* _Work task_: With the records below as your source, retype each line exactly from the top down to the line that contains "#[derive(Debug, Clone, Default, PartialEq, Eq, Serialize)]", and include that line.

* _Saved data entries_:
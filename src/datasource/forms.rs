//! Form collaborator contract.
//!
//! Data sources contribute fields to two forms: the type configuration form and
//! the item instance form. The engine never renders forms; it only collects
//! field definitions, default values and validation messages.

use serde::{Deserialize, Serialize};
use serde_json::Value;
use std::collections::BTreeMap;

/// Widget kind of a form field.
#[derive(Debug, Clone, PartialEq, Eq, Serialize, Deserialize)]
#[serde(tag = "kind", rename_all = "lowercase")]
pub enum FormFieldKind {
    Header,
    Text,
    Textarea,
    Number,
    Checkbox,
    Date,
    Select { options: Vec<(String, String)> },
    Multiselect { options: Vec<(String, String)> },
    Filemanager { accepted: Vec<String> },
    /// Ordered list of records, each made of the named sub-fields.
    Repeat { columns: Vec<String> },
}

/// One field contributed to a form.
#[derive(Debug, Clone, PartialEq, Eq, Serialize, Deserialize)]
pub struct FormField {
    pub name: String,
    pub label: String,
    #[serde(flatten)]
    pub kind: FormFieldKind,
    #[serde(default)]
    pub required: bool,
    #[serde(default, skip_serializing_if = "Option::is_none")]
    pub help: Option<String>,
}

impl FormField {
    pub fn new(name: impl Into<String>, label: impl Into<String>, kind: FormFieldKind) -> Self {
        Self {
            name: name.into(),
            label: label.into(),
            kind,
            required: false,
            help: None,
        }
    }

    pub fn required(mut self) -> Self {
        self.required = true;
        self
    }

    pub fn with_help(mut self, help: impl Into<String>) -> Self {
        self.help = Some(help.into());
        self
    }
}

/// Collects fields in the order they are added.
#[derive(Debug, Clone, Default, PartialEq, Eq, Serialize)]
pub struct FormBuilder {
    fields: Vec<FormField>,
}

impl FormBuilder {
    pub fn new() -> Self {
        Self::default()
    }

    pub fn add(&mut self, field: FormField) -> &mut Self {
        self.fields.push(field);
        self
    }

    pub fn header(&mut self, name: impl Into<String>, label: impl Into<String>) -> &mut Self {
        self.add(FormField::new(name, label, FormFieldKind::Header))
    }

    pub fn fields(&self) -> &[FormField] {
        &self.fields
    }

    pub fn field(&self, name: &str) -> Option<&FormField> {
        self.fields.iter().find(|f| f.name == name)
    }
}

/// Submitted or default form values keyed by field name.
#[derive(Debug, Clone, Default, PartialEq, Serialize, Deserialize)]
#[serde(transparent)]
pub struct FormData(BTreeMap<String, Value>);

impl FormData {
    pub fn new() -> Self {
        Self::default()
    }

    pub fn get(&self, name: &str) -> Option<&Value> {
        self.0.get(name)
    }

    pub fn get_str(&self, name: &str) -> Option<&str> {
        self.0.get(name).and_then(Value::as_str)
    }

    /// A list value; a single string is read as a one-element list.
    pub fn get_strings(&self, name: &str) -> Option<Vec<String>> {
        match self.0.get(name)? {
            Value::Array(items) => {
                Some(items.iter().filter_map(|v| v.as_str().map(str::to_string)).collect())
            }
            Value::String(s) => Some(vec![s.clone()]),
            _ => None,
        }
    }

    pub fn set(&mut self, name: impl Into<String>, value: impl Into<Value>) {
        self.0.insert(name.into(), value.into());
    }

    pub fn contains(&self, name: &str) -> bool {
        self.0.contains_key(name)
    }

    pub fn iter(&self) -> impl Iterator<Item = (&String, &Value)> {
        self.0.iter()
    }
}

impl<K: Into<String>, V: Into<Value>> FromIterator<(K, V)> for FormData {
    fn from_iter<I: IntoIterator<Item = (K, V)>>(iter: I) -> Self {
        Self(iter.into_iter().map(|(k, v)| (k.into(), v.into())).collect())
    }
}

/// A file uploaded through a form.
#[derive(Debug, Clone, PartialEq, Eq)]
pub struct UploadedFile {
    pub filename: String,
    pub content: Vec<u8>,
}

impl UploadedFile {
    pub fn new(filename: impl Into<String>, content: impl Into<Vec<u8>>) -> Self {
        Self {
            filename: filename.into(),
            content: content.into(),
        }
    }
}

/// Files uploaded through a form, keyed by field name.
#[derive(Debug, Clone, Default, PartialEq, Eq)]
pub struct FormFiles(BTreeMap<String, Vec<UploadedFile>>);

impl FormFiles {
    pub fn new() -> Self {
        Self::default()
    }

    pub fn add(&mut self, field: impl Into<String>, file: UploadedFile) {
        self.0.entry(field.into()).or_default().push(file);
    }

    /// Files of a field; `None` when the field was not submitted at all.
    pub fn get(&self, field: &str) -> Option<&[UploadedFile]> {
        self.0.get(field).map(Vec::as_slice)
    }
}

/// A complete form submission.
#[derive(Debug, Clone, Default, PartialEq)]
pub struct FormSubmission {
    pub data: FormData,
    pub files: FormFiles,
}

impl FormSubmission {
    pub fn new(data: FormData) -> Self {
        Self {
            data,
            files: FormFiles::new(),
        }
    }

    pub fn with_files(mut self, files: FormFiles) -> Self {
        self.files = files;
        self
    }
}

/// A field-level validation message. Collected, never thrown.
#[derive(Debug, Clone, PartialEq, Eq, Serialize, Deserialize)]
pub struct ValidationError {
    pub field: String,
    pub message: String,
}

impl ValidationError {
    pub fn new(field: impl Into<String>, message: impl Into<String>) -> Self {
        Self {
            field: field.into(),
            message: message.into(),
        }
    }
}

impl std::fmt::Display for ValidationError {
    fn fmt(&self, f: &mut std::fmt::Formatter<'_>) -> std::fmt::Result {
        write!(f, "{}: {}", self.field, self.message)
    }
}
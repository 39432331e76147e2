//! Common fixtures for the cms-engine integration tests.

// Not every test module uses every helper
#![allow(dead_code)]

use anyhow::Result;
use assert_cmd::Command;
use serde_json::{Value, json};
use std::path::PathBuf;
use std::sync::Arc;
use tempfile::TempDir;

use cms_engine::content::{ContentManager, ContentTypeManager};
use cms_engine::datasource::{FormData, FormSubmission};
use cms_engine::models::{ContentItem, ContentType};
use cms_engine::services::{MemoryRoleProvider, Services, UserProfile};
use cms_engine::test_utils::test_services;

/// Submission from `(field, value)` pairs.
pub fn submission<const N: usize>(fields: [(&str, Value); N]) -> FormSubmission {
    FormSubmission::new(fields.into_iter().collect::<FormData>())
}

pub fn empty() -> FormSubmission {
    FormSubmission::default()
}

/// In-memory services whose role provider can be driven by the test.
pub fn services_with_roles() -> (Services, Arc<MemoryRoleProvider>) {
    let mut services = test_services();
    let roles = Arc::new(MemoryRoleProvider::new());
    services.roles = roles.clone();
    (services, roles)
}

/// Mary holds teacher and student, Gary holds student, both in `course_id`.
pub fn seed_mary_and_gary(roles: &MemoryRoleProvider, course_id: i64) -> Result<()> {
    roles.add_user(UserProfile::new(1, "Mary", "Major"))?;
    roles.add_user(UserProfile::new(2, "Gary", "Minor"))?;
    roles.assign(course_id, 1, "teacher")?;
    roles.assign(course_id, 1, "student")?;
    roles.assign(course_id, 2, "student")?;
    Ok(())
}

pub fn create_type(
    services: &Services,
    content_type: ContentType,
    config: &FormSubmission,
) -> Result<ContentType> {
    ContentTypeManager::new(services.clone()).create(content_type, config)
}

pub fn create_item(
    services: &Services,
    type_id: i64,
    course_id: i64,
    instance: &FormSubmission,
) -> Result<ContentItem> {
    ContentManager::new(services.clone()).create(type_id, course_id, instance)
}

pub fn render(services: &Services, content_id: i64) -> Result<String> {
    ContentManager::new(services.clone()).render(content_id)
}

/// User list rows with a single `name` column.
pub fn name_rows(names: &[&str]) -> Value {
    Value::Array(names.iter().map(|n| json!({"name": n})).collect())
}

/// A temporary site for driving the `cms` binary.
pub struct TestSite {
    pub temp: TempDir,
    pub store: PathBuf,
    pub config: PathBuf,
}

impl TestSite {
    pub fn new() -> Result<Self> {
        let temp = TempDir::new()?;
        let store = temp.path().join("store.json");
        let config = temp.path().join("config.toml");
        std::fs::write(
            &config,
            r#"[site]
fullname = "Acme"
shortname = "acme"
wwwroot = "https://learn.example.com"
"#,
        )?;
        Ok(Self {
            temp,
            store,
            config,
        })
    }

    pub fn path(&self, name: &str) -> PathBuf {
        self.temp.path().join(name)
    }

    pub fn write(&self, name: &str, content: &str) -> Result<PathBuf> {
        let path = self.path(name);
        std::fs::write(&path, content)?;
        Ok(path)
    }

    /// `cms` with this site's config and store.
    pub fn cms(&self) -> Command {
        let mut cmd = Command::cargo_bin("cms").expect("cms binary is built");
        cmd.arg("--config").arg(&self.config).arg("--store").arg(&self.store);
        cmd.env_remove("RUST_LOG").env("NO_COLOR", "1");
        cmd
    }

    pub fn store_json(&self) -> Result<Value> {
        Ok(serde_json::from_str(&std::fs::read_to_string(&self.store)?)?)
    }
}
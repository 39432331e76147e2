//! `cms content` - create, update, list and delete content items.

use anyhow::Result;
use clap::{Args, Subcommand};
use colored::Colorize;

use super::common::{CommandContext, ensure_valid, read_submission};
use crate::content::ContentManager;
use crate::models::ContentItem;
use crate::store::Repository;

#[derive(Args)]
pub struct ContentCommand {
    #[command(subcommand)]
    action: ContentAction,
}

#[derive(Subcommand)]
enum ContentAction {
    /// List content items, optionally of one course.
    List {
        #[arg(long)]
        course: Option<i64>,
    },

    /// Create a content item of a type.
    Create {
        #[arg(long = "type-id")]
        type_id: i64,

        #[arg(long, default_value_t = 1)]
        course: i64,

        /// Instance form data as a JSON object, or `@file.json`.
        #[arg(long)]
        data: Option<String>,
    },

    /// Update a content item from instance form data.
    Update {
        id: i64,

        /// Instance form data as a JSON object, or `@file.json`.
        #[arg(long)]
        data: Option<String>,
    },

    /// Delete a content item.
    Delete {
        id: i64,
    },
}

impl ContentCommand {
    pub async fn execute(self, ctx: &mut CommandContext) -> Result<()> {
        let manager = ContentManager::new(ctx.services().clone());
        match self.action {
            ContentAction::List {
                course,
            } => {
                let items = ctx
                    .services()
                    .store
                    .contents
                    .find(&|c: &ContentItem| course.is_none_or(|id| c.course_id == id))?;
                for item in items {
                    println!(
                        "  {:>4}  {}  type {}  course {}",
                        item.id,
                        item.name.green(),
                        item.type_id,
                        item.course_id
                    );
                }
                Ok(())
            }
            ContentAction::Create {
                type_id,
                course,
                data,
            } => {
                let submission = read_submission(data.as_deref()).await?;
                ensure_valid(&manager.validate(type_id, &submission)?)?;
                let item = manager.create(type_id, course, &submission)?;
                ctx.save().await?;
                println!("✅ Created content item {} '{}'", item.id, item.name);
                Ok(())
            }
            ContentAction::Update {
                id,
                data,
            } => {
                let submission = read_submission(data.as_deref()).await?;
                let type_id = ctx.services().store.get_content(id)?.type_id;
                ensure_valid(&manager.validate(type_id, &submission)?)?;
                let item = manager.update(id, &submission)?;
                ctx.save().await?;
                println!("✅ Updated content item {} '{}'", item.id, item.name);
                Ok(())
            }
            ContentAction::Delete {
                id,
            } => {
                manager.delete(id)?;
                ctx.save().await?;
                println!("✅ Deleted content item {id}");
                Ok(())
            }
        }
    }
}
//! Persistence collaborator.
//!
//! The engine never talks to a database directly. Every entity it persists is a
//! [`Record`] stored in a [`Repository`]; the [`Store`] bundles one repository
//! per entity. [`MemoryTable`] is the in-process implementation used by the CLI
//! (backed by a JSON snapshot) and by tests.
//!
//! Failures reported by a repository are [`CmsError::Persistence`] or
//! [`CmsError::RecordNotFound`]; callers propagate them unchanged.

pub mod memory;

use anyhow::Result;
use std::sync::Arc;

use crate::core::CmsError;
use crate::models::{ContentItem, ContentType, UserListRow, UserListSchema};

pub use memory::MemoryTable;

/// A persisted entity with a numeric primary key.
pub trait Record: Clone + Send + Sync + 'static {
    /// Table name used in diagnostics and snapshots.
    const TABLE: &'static str;

    fn id(&self) -> i64;

    fn set_id(&mut self, id: i64);
}

/// CRUD access to one table.
pub trait Repository<T: Record>: Send + Sync {
    /// Insert a record, assigning a fresh id. Returns the stored record.
    fn create(&self, record: T) -> Result<T>;

    fn get(&self, id: i64) -> Result<Option<T>>;

    /// Replace an existing record. Fails with [`CmsError::RecordNotFound`] if absent.
    fn update(&self, record: &T) -> Result<()>;

    /// Delete by id; returns whether a record was removed.
    fn delete(&self, id: i64) -> Result<bool>;

    /// All records matching `filter`, ordered by id.
    fn find(&self, filter: &dyn Fn(&T) -> bool) -> Result<Vec<T>>;

    /// Fetch a record that must exist.
    fn require(&self, id: i64) -> Result<T> {
        self.get(id)?.ok_or_else(|| {
            CmsError::RecordNotFound {
                table: T::TABLE.to_string(),
                id,
            }
            .into()
        })
    }

    fn all(&self) -> Result<Vec<T>> {
        self.find(&|_| true)
    }

    fn count(&self, filter: &dyn Fn(&T) -> bool) -> Result<usize> {
        Ok(self.find(filter)?.len())
    }

    /// Delete every record matching `filter`; returns how many were removed.
    fn delete_where(&self, filter: &dyn Fn(&T) -> bool) -> Result<usize> {
        let mut removed = 0;
        for record in self.find(filter)? {
            if self.delete(record.id())? {
                removed += 1;
            }
        }
        Ok(removed)
    }
}

impl Record for ContentType {
    const TABLE: &'static str = "cms_types";

    fn id(&self) -> i64 {
        self.id
    }

    fn set_id(&mut self, id: i64) {
        self.id = id;
    }
}

impl Record for ContentItem {
    const TABLE: &'static str = "cms";

    fn id(&self) -> i64 {
        self.id
    }

    fn set_id(&mut self, id: i64) {
        self.id = id;
    }
}

impl Record for UserListSchema {
    const TABLE: &'static str = "cms_userlist_columns";

    fn id(&self) -> i64 {
        self.id
    }

    fn set_id(&mut self, id: i64) {
        self.id = id;
    }
}

impl Record for UserListRow {
    const TABLE: &'static str = "cms_userlist";

    fn id(&self) -> i64 {
        self.id
    }

    fn set_id(&mut self, id: i64) {
        self.id = id;
    }
}

/// One repository per persisted entity.
#[derive(Clone)]
pub struct Store {
    pub types: Arc<dyn Repository<ContentType>>,
    pub contents: Arc<dyn Repository<ContentItem>>,
    pub userlist_schemas: Arc<dyn Repository<UserListSchema>>,
    pub userlist_rows: Arc<dyn Repository<UserListRow>>,
}

impl Store {
    /// Store backed entirely by empty [`MemoryTable`]s.
    pub fn in_memory() -> Self {
        Self {
            types: Arc::new(MemoryTable::<ContentType>::new()),
            contents: Arc::new(MemoryTable::<ContentItem>::new()),
            userlist_schemas: Arc::new(MemoryTable::<UserListSchema>::new()),
            userlist_rows: Arc::new(MemoryTable::<UserListRow>::new()),
        }
    }

    pub fn get_type(&self, id: i64) -> Result<ContentType> {
        self.types.get(id)?.ok_or_else(|| {
            CmsError::ContentTypeNotFound {
                id,
            }
            .into()
        })
    }

    pub fn get_content(&self, id: i64) -> Result<ContentItem> {
        self.contents.get(id)?.ok_or_else(|| {
            CmsError::ContentNotFound {
                id,
            }
            .into()
        })
    }

    /// All content items of one type.
    pub fn contents_of_type(&self, type_id: i64) -> Result<Vec<ContentItem>> {
        self.contents.find(&|c: &ContentItem| c.type_id == type_id)
    }
}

* _Your solution_:
filename src/datasource/forms.rs
//! Form collaborator contract.
//!
//! Data sources contribute fields to two forms: the type configuration form and
//! the item instance form. The engine never renders forms; it only collects
//! field definitions, default values and validation messages.

use serde::{Deserialize, Serialize};
use serde_json::Value;
use std::collections::BTreeMap;

/// Widget kind of a form field.
#[derive(Debug, Clone, PartialEq, Eq, Serialize, Deserialize)]
#[serde(tag = "kind", rename_all = "lowercase")]
pub enum FormFieldKind {
    Header,
    Text,
    Textarea,
    Number,
    Checkbox,
    Date,
    Select { options: Vec<(String, String)> },
    Multiselect { options: Vec<(String, String)> },
    Filemanager { accepted: Vec<String> },
    /// Ordered list of records, each made of the named sub-fields.
    Repeat { columns: Vec<String> },
}

/// One field contributed to a form.
#[derive(Debug, Clone, PartialEq, Eq, Serialize, Deserialize)]
pub struct FormField {
    pub name: String,
    pub label: String,
    #[serde(flatten)]
    pub kind: FormFieldKind,
    #[serde(default)]
    pub required: bool,
    #[serde(default, skip_serializing_if = "Option::is_none")]
    pub help: Option<String>,
}

impl FormField {
    pub fn new(name: impl Into<String>, label: impl Into<String>, kind: FormFieldKind) -> Self {
        Self {
            name: name.into(),
            label: label.into(),
            kind,
            required: false,
            help: None,
        }
    }

    pub fn required(mut self) -> Self {
        self.required = true;
        self
    }

    pub fn with_help(mut self, help: impl Into<String>) -> Self {
        self.help = Some(help.into());
        self
    }
}

/// Collects fields in the order they are added.
#[derive(Debug, Clone, Default, PartialEq, Eq, Serialize)]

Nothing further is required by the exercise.